SUPPLIED RECORDS below:

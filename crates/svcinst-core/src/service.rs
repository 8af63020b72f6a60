//! The step queue that drives an install run.
//!
//! Installers register `(description, action)` pairs with [`Service::step`] and
//! execute them with [`Service::run`]. Steps run one at a time in
//! registration order; the first failure stops the run and is returned with
//! the step's position attached. Nothing is rolled back automatically: undoing
//! an install is the job of the installer's uninstall path, driven by the
//! state captured during the run.

use std::io::Write;
use std::time::Instant;

use crate::certificate;
use crate::controller::{ServiceController, ServiceManager};
use crate::directory::Credentials;
use crate::error::{InstallError, Result};
use crate::identity::ServiceIdentity;
use crate::registry::{self, DirectoryTarget};
use crate::relocation::{self, Relocation};
use crate::state::{ServiceState, StateStore, StateValue};

type Action<'a> = Box<dyn FnMut() -> Result<()> + 'a>;

struct Step<'a> {
    description: String,
    action: Action<'a>,
}

/// Directory endpoint plus the identity to bind as.
#[derive(Clone, Copy)]
pub struct DirectoryAccess<'a> {
    pub target: DirectoryTarget<'a>,
    pub credentials: &'a Credentials,
}

impl<'a> DirectoryAccess<'a> {
    pub fn new(target: DirectoryTarget<'a>, credentials: &'a Credentials) -> Self {
        Self {
            target,
            credentials,
        }
    }

    pub fn enable(
        &self,
        controller: ServiceController<'_>,
        name: &str,
        fqdn: &str,
        suffix: &str,
    ) -> Result<()> {
        registry::enable_in_directory(controller, self.target, name, fqdn, self.credentials, suffix)
    }

    pub fn disable(&self, name: &str, fqdn: &str, suffix: &str) -> Result<bool> {
        registry::disable_in_directory(self.target, name, fqdn, self.credentials, suffix)
    }

    pub fn relocate(
        &self,
        fqdn: &str,
        principal: &str,
        realm: &str,
        suffix: &str,
    ) -> Result<Relocation> {
        relocation::relocate(self.target, self.credentials, fqdn, principal, realm, suffix)
    }

    pub fn add_certificate(
        &self,
        fqdn: &str,
        principal: &str,
        suffix: &str,
        cert: &[u8],
    ) -> Result<()> {
        certificate::add_cert_to_service(
            self.target,
            self.credentials,
            fqdn,
            principal,
            suffix,
            cert,
        )
    }
}

/// Human-readable duration estimate: "N minute(s)" from 60 s up, otherwise
/// "N second(s)".
pub fn format_estimate(seconds: u64) -> String {
    let (n, unit) = if seconds >= 60 {
        (seconds / 60, "minute")
    } else {
        (seconds, "second")
    };
    let plural = if n == 1 { "" } else { "s" };
    format!("{n} {unit}{plural}")
}

pub struct Service<'a> {
    identity: &'a ServiceIdentity,
    store: &'a dyn StateStore,
    manager: &'a dyn ServiceManager,
    directory: Option<DirectoryAccess<'a>>,
    output: Box<dyn Write + 'a>,
    steps: Vec<Step<'a>>,
}

impl<'a> Service<'a> {
    pub fn new(
        identity: &'a ServiceIdentity,
        store: &'a dyn StateStore,
        manager: &'a dyn ServiceManager,
    ) -> Self {
        Self {
            identity,
            store,
            manager,
            directory: None,
            output: Box::new(std::io::stdout()),
            steps: Vec::new(),
        }
    }

    pub fn with_directory(mut self, access: DirectoryAccess<'a>) -> Self {
        self.directory = Some(access);
        self
    }

    /// Send progress lines somewhere other than stdout.
    pub fn with_output(mut self, output: Box<dyn Write + 'a>) -> Self {
        self.output = output;
        self
    }

    pub fn identity(&self) -> &'a ServiceIdentity {
        self.identity
    }

    pub fn name(&self) -> &'a str {
        self.identity.name()
    }

    /// State Store view scoped to this service.
    pub fn state(&self) -> ServiceState<'a> {
        ServiceState::new(self.identity.name(), self.store)
    }

    pub fn controller(&self) -> ServiceController<'a> {
        ServiceController::new(self.identity.name(), self.manager)
    }

    pub fn directory(&self) -> Option<DirectoryAccess<'a>> {
        self.directory
    }

    fn require_directory(&self) -> Result<DirectoryAccess<'a>> {
        self.directory.ok_or_else(|| {
            InstallError::Config(format!(
                "{} needs a directory connection but none was configured",
                self.identity.name()
            ))
        })
    }

    pub fn backup_state(&self, key: &str, value: impl Into<StateValue>) -> Result<()> {
        self.state().backup(key, value)
    }

    pub fn restore_state(&self, key: &str) -> Result<Option<StateValue>> {
        self.state().restore(key)
    }

    pub fn is_configured(&self) -> Result<bool> {
        self.state().is_configured()
    }

    /// Write one line to the output and mirror it to the debug log.
    pub fn print_msg(&mut self, message: &str) -> Result<()> {
        tracing::debug!("{message}");
        writeln!(self.output, "{message}")?;
        self.output.flush()?;
        Ok(())
    }

    /// Queue a step. Steps run in the order they were added.
    pub fn step<F>(&mut self, description: impl Into<String>, action: F)
    where
        F: FnMut() -> Result<()> + 'a,
    {
        self.steps.push(Step {
            description: description.into(),
            action: Box::new(action),
        });
    }

    /// Steps waiting for the next [`run`](Self::run).
    pub fn pending(&self) -> usize {
        self.steps.len()
    }

    /// Run every queued step.
    ///
    /// The queue is emptied when the run starts, so a failed run is not
    /// resumed by calling `run` again.
    pub fn run(&mut self, headline: &str, estimated_seconds: u64) -> Result<()> {
        if estimated_seconds > 0 {
            let line = format!(
                "{headline}: Estimated time {}",
                format_estimate(estimated_seconds)
            );
            self.print_msg(&line)?;
        } else {
            self.print_msg(headline)?;
        }

        let steps = std::mem::take(&mut self.steps);
        let total = steps.len();
        for (i, mut step) in steps.into_iter().enumerate() {
            let index = i + 1;
            self.print_msg(&format!("  [{index}/{total}]: {}", step.description))?;

            let started = Instant::now();
            let result = (step.action)();
            tracing::debug!("  duration: {} seconds", started.elapsed().as_secs());

            if let Err(e) = result {
                return Err(InstallError::Step {
                    index,
                    total,
                    description: step.description,
                    source: Box::new(e),
                });
            }
        }

        let done = format!("done configuring {}.", self.identity.name());
        self.print_msg(&done)
    }

    /// Register this service in the directory under `name`.
    pub fn enable_in_directory(&self, name: &str) -> Result<()> {
        self.require_directory()?.enable(
            self.controller(),
            name,
            self.identity.fqdn(),
            self.identity.suffix(),
        )
    }

    /// Relocate `principal` from the Kerberos container to the services
    /// container, using the identity's realm.
    pub fn move_service(&self, principal: &str) -> Result<Relocation> {
        let realm = self.identity.realm().ok_or_else(|| {
            InstallError::Config(format!("no realm configured for {}", self.identity.name()))
        })?;
        self.require_directory()?.relocate(
            self.identity.fqdn(),
            principal,
            realm,
            self.identity.suffix(),
        )
    }

    /// Publish `cert` (DER or PEM) on the entry of `principal`.
    pub fn add_cert_to_service(&self, principal: &str, cert: &[u8]) -> Result<()> {
        self.require_directory()?.add_certificate(
            self.identity.fqdn(),
            principal,
            self.identity.suffix(),
            cert,
        )
    }
}
pub mod command;
pub mod certificate;
pub mod config;
pub mod controller;
pub mod directory;
pub mod error;
pub mod identity;
pub mod paths;
pub mod registry;
pub mod relocation;
pub mod service;
pub mod simple;
pub mod state;
pub mod state_db;

#[cfg(test)]
mod testing;

pub use error::{InstallError, Result};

End of SUPPLIED RECORDS.

WHAT YOU SHOULD DO:
Go through the data and return every record exactly.

COMPLETED EXERCISE:
filename crates/svcinst-core/src/service.rs
repository 8af63020b72f6a60
//! The step queue that drives an install run.
//!
//! Installers register `(description, action)` pairs with [`Service::step`] and
//! execute them with [`Service::run`]. Steps run one at a time in
//! registration order; the first failure stops the run and is returned with
//! the step's position attached. Nothing is rolled back automatically: undoing
//! an install is the job of the installer's uninstall path, driven by the
//! state captured during the run.

use std::io::Write;
use std::time::Instant;

use crate::certificate;
use crate::controller::{ServiceController, ServiceManager};
use crate::directory::Credentials;
use crate::error::{InstallError, Result};
use crate::identity::ServiceIdentity;
use crate::registry::{self, DirectoryTarget};
use crate::relocation::{self, Relocation};
use crate::state::{ServiceState, StateStore, StateValue};

type Action<'a> = Box<dyn FnMut() -> Result<()> + 'a>;

struct Step<'a> {
    description: String,
    action: Action<'a>,
}

/// Directory endpoint plus the identity to bind as.
#[derive(Clone, Copy)]
pub struct DirectoryAccess<'a> {
    pub target: DirectoryTarget<'a>,
    pub credentials: &'a Credentials,
}

impl<'a> DirectoryAccess<'a> {
    pub fn new(target: DirectoryTarget<'a>, credentials: &'a Credentials) -> Self {
        Self {
            target,
            credentials,
        }
    }

    pub fn enable(
        &self,
        controller: ServiceController<'_>,
        name: &str,
        fqdn: &str,
        suffix: &str,
    ) -> Result<()> {
        registry::enable_in_directory(controller, self.target, name, fqdn, self.credentials, suffix)
    }

    pub fn disable(&self, name: &str, fqdn: &str, suffix: &str) -> Result<bool> {
        registry::disable_in_directory(self.target, name, fqdn, self.credentials, suffix)
    }

    pub fn relocate(
        &self,
        fqdn: &str,
        principal: &str,
        realm: &str,
        suffix: &str,
    ) -> Result<Relocation> {
        relocation::relocate(self.target, self.credentials, fqdn, principal, realm, suffix)
    }

    pub fn add_certificate(
        &self,
        fqdn: &str,
        principal: &str,
        suffix: &str,
        cert: &[u8],
    ) -> Result<()> {
        certificate::add_cert_to_service(
            self.target,
            self.credentials,
            fqdn,
            principal,
            suffix,
            cert,
        )
    }
}

/// Human-readable duration estimate: "N minute(s)" from 60 s up, otherwise
/// "N second(s)".
pub fn format_estimate(seconds: u64) -> String {
    let (n, unit) = if seconds >= 60 {
        (seconds / 60, "minute")
    } else {
        (seconds, "second")
    };
    let plural = if n == 1 { "" } else { "s" };
    format!("{n} {unit}{plural}")
}

pub struct Service<'a> {
    identity: &'a ServiceIdentity,
    store: &'a dyn StateStore,
    manager: &'a dyn ServiceManager,
    directory: Option<DirectoryAccess<'a>>,
    output: Box<dyn Write + 'a>,
    steps: Vec<Step<'a>>,
}

impl<'a> Service<'a> {
    pub fn new(
        identity: &'a ServiceIdentity,
        store: &'a dyn StateStore,
        manager: &'a dyn ServiceManager,
    ) -> Self {
        Self {
            identity,
            store,
            manager,
            directory: None,
            output: Box::new(std::io::stdout()),
            steps: Vec::new(),
        }
    }

    pub fn with_directory(mut self, access: DirectoryAccess<'a>) -> Self {
        self.directory = Some(access);
        self
    }

    /// Send progress lines somewhere other than stdout.
    pub fn with_output(mut self, output: Box<dyn Write + 'a>) -> Self {
        self.output = output;
        self
    }

    pub fn identity(&self) -> &'a ServiceIdentity {
        self.identity
    }

    pub fn name(&self) -> &'a str {
        self.identity.name()
    }

    /// State Store view scoped to this service.
    pub fn state(&self) -> ServiceState<'a> {
        ServiceState::new(self.identity.name(), self.store)
    }

    pub fn controller(&self) -> ServiceController<'a> {
        ServiceController::new(self.identity.name(), self.manager)
    }

    pub fn directory(&self) -> Option<DirectoryAccess<'a>> {
        self.directory
    }

    fn require_directory(&self) -> Result<DirectoryAccess<'a>> {
        self.directory.ok_or_else(|| {
            InstallError::Config(format!(
                "{} needs a directory connection but none was configured",
                self.identity.name()
            ))
        })
    }

    pub fn backup_state(&self, key: &str, value: impl Into<StateValue>) -> Result<()> {
        self.state().backup(key, value)
    }

    pub fn restore_state(&self, key: &str) -> Result<Option<StateValue>> {
        self.state().restore(key)
    }

    pub fn is_configured(&self) -> Result<bool> {
        self.state().is_configured()
    }

    /// Write one line to the output and mirror it to the debug log.
    pub fn print_msg(&mut self, message: &str) -> Result<()> {
        tracing::debug!("{message}");
        writeln!(self.output, "{message}")?;
        self.output.flush()?;
        Ok(())
    }

    /// Queue a step. Steps run in the order they were added.
    pub fn step<F>(&mut self, description: impl Into<String>, action: F)
    where
        F: FnMut() -> Result<()> + 'a,
    {
        self.steps.push(Step {
            description: description.into(),
            action: Box::new(action),
        });
    }

    /// Steps waiting for the next [`run`](Self::run).
    pub fn pending(&self) -> usize {
        self.steps.len()
    }

    /// Run every queued step.
    ///
    /// The queue is emptied when the run starts, so a failed run is not
    /// resumed by calling `run` again.
    pub fn run(&mut self, headline: &str, estimated_seconds: u64) -> Result<()> {
        if estimated_seconds > 0 {
            let line = format!(
                "{headline}: Estimated time {}",
                format_estimate(estimated_seconds)
            );
            self.print_msg(&line)?;
        } else {
            self.print_msg(headline)?;
        }

        let steps = std::mem::take(&mut self.steps);
        let total = steps.len();
        for (i, mut step) in steps.into_iter().enumerate() {
            let index = i + 1;
            self.print_msg(&format!("  [{index}/{total}]: {}", step.description))?;

            let started = Instant::now();
            let result = (step.action)();
            tracing::debug!("  duration: {} seconds", started.elapsed().as_secs());

            if let Err(e) = result {
                return Err(InstallError::Step {
                    index,
                    total,
                    description: step.description,
                    source: Box::new(e),
                });
            }
        }

        let done = format!("done configuring {}.", self.identity.name());
        self.print_msg(&done)
    }

    /// Register this service in the directory under `name`.
    pub fn enable_in_directory(&self, name: &str) -> Result<()> {
        self.require_directory()?.enable(
            self.controller(),
            name,
            self.identity.fqdn(),
            self.identity.suffix(),
        )
    }

    /// Relocate `principal` from the Kerberos container to the services
    /// container, using the identity's realm.
    pub fn move_service(&self, principal: &str) -> Result<Relocation> {
        let realm = self.identity.realm().ok_or_else(|| {
            InstallError::Config(format!("no realm configured for {}", self.identity.name()))
        })?;
        self.require_directory()?.relocate(
            self.identity.fqdn(),
            principal,
            realm,
            self.identity.suffix(),
        )
    }

    /// Publish `cert` (DER or PEM) on the entry of `principal`.
    pub fn add_cert_to_service(&self, principal: &str, cert: &[u8]) -> Result<()> {
        self.require_directory()?.add_certificate(
            self.identity.fqdn(),
            principal,
            self.identity.suffix(),
            cert,
        )
    }
}
pub mod command;
pub mod certificate;
pub mod config;
pub mod controller;
pub mod directory;
pub mod error;
pub mod identity;
pub mod paths;
pub mod registry;
pub mod relocation;
pub mod service;
pub mod simple;
pub mod state;
pub mod state_db;

#[cfg(test)]
mod testing;

pub use error::{InstallError, Result};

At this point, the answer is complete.